**ABOUT THIS TASK**
Reprint all entries without any alteration.

SUPPLIED INFORMATION below:

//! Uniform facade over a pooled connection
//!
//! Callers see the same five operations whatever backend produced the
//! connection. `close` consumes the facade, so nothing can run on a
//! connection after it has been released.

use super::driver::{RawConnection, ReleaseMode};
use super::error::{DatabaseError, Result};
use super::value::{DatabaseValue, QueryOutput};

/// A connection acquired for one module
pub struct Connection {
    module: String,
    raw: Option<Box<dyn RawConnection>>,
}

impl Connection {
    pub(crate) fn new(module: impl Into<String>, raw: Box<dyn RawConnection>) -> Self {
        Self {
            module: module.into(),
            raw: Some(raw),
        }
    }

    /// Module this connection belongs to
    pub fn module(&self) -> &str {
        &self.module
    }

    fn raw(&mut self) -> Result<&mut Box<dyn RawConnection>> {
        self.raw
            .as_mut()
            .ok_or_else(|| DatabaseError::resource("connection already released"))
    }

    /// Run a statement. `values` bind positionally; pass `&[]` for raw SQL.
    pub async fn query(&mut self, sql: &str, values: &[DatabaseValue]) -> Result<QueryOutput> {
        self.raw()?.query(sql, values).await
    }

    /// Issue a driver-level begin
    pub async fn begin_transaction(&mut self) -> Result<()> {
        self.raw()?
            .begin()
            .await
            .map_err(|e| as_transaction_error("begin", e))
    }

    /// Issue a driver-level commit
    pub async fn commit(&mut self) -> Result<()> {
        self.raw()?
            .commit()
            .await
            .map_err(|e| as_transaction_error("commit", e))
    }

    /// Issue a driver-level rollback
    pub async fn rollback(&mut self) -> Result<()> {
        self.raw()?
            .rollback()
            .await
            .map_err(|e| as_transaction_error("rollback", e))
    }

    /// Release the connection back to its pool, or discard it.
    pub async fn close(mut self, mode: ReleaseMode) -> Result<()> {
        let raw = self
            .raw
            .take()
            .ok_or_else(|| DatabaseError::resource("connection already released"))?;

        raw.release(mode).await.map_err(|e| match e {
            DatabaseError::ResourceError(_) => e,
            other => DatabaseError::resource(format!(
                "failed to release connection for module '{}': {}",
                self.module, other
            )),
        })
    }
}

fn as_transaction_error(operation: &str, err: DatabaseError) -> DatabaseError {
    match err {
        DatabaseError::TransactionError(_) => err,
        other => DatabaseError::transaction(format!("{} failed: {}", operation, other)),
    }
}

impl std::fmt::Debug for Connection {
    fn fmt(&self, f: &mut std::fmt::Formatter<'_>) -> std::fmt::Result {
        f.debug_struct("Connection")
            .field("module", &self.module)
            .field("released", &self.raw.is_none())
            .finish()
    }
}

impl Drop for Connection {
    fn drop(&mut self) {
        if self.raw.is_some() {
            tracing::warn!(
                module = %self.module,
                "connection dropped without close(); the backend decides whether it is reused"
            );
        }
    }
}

End of SUPPLIED INFORMATION.

**ANSWER FOR THIS EXERCISE**
//! Uniform facade over a pooled connection
//!
//! Callers see the same five operations whatever backend produced the
//! connection. `close` consumes the facade, so nothing can run on a
//! connection after it has been released.

use super::driver::{RawConnection, ReleaseMode};
use super::error::{DatabaseError, Result};
use super::value::{DatabaseValue, QueryOutput};

/// A connection acquired for one module
pub struct Connection {
    module: String,
    raw: Option<Box<dyn RawConnection>>,
}

impl Connection {
    pub(crate) fn new(module: impl Into<String>, raw: Box<dyn RawConnection>) -> Self {
        Self {
            module: module.into(),
            raw: Some(raw),
        }
    }

    /// Module this connection belongs to
    pub fn module(&self) -> &str {
        &self.module
    }

    fn raw(&mut self) -> Result<&mut Box<dyn RawConnection>> {
        self.raw
            .as_mut()
            .ok_or_else(|| DatabaseError::resource("connection already released"))
    }

    /// Run a statement. `values` bind positionally; pass `&[]` for raw SQL.
    pub async fn query(&mut self, sql: &str, values: &[DatabaseValue]) -> Result<QueryOutput> {
        self.raw()?.query(sql, values).await
    }

    /// Issue a driver-level begin
    pub async fn begin_transaction(&mut self) -> Result<()> {
        self.raw()?
            .begin()
            .await
            .map_err(|e| as_transaction_error("begin", e))
    }

    /// Issue a driver-level commit
    pub async fn commit(&mut self) -> Result<()> {
        self.raw()?
            .commit()
            .await
            .map_err(|e| as_transaction_error("commit", e))
    }

    /// Issue a driver-level rollback
    pub async fn rollback(&mut self) -> Result<()> {
        self.raw()?
            .rollback()
            .await
            .map_err(|e| as_transaction_error("rollback", e))
    }

    /// Release the connection back to its pool, or discard it.
    pub async fn close(mut self, mode: ReleaseMode) -> Result<()> {
        let raw = self
            .raw
            .take()
            .ok_or_else(|| DatabaseError::resource("connection already released"))?;

        raw.release(mode).await.map_err(|e| match e {
            DatabaseError::ResourceError(_) => e,
            other => DatabaseError::resource(format!(
                "failed to release connection for module '{}': {}",
                self.module, other
            )),
        })
    }
}

fn as_transaction_error(operation: &str, err: DatabaseError) -> DatabaseError {
    match err {
        DatabaseError::TransactionError(_) => err,
        other => DatabaseError::transaction(format!("{} failed: {}", operation, other)),
    }
}

impl std::fmt::Debug for Connection {
    fn fmt(&self, f: &mut std::fmt::Formatter<'_>) -> std::fmt::Result {
        f.debug_struct("Connection")
            .field("module", &self.module)
            .field("released", &self.raw.is_none())
            .finish()
    }
}

impl Drop for Connection {
    fn drop(&mut self) {
        if self.raw.is_some() {
            tracing::warn!(
                module = %self.module,
                "connection dropped without close(); the backend decides whether it is reused"
            );
        }
    }
}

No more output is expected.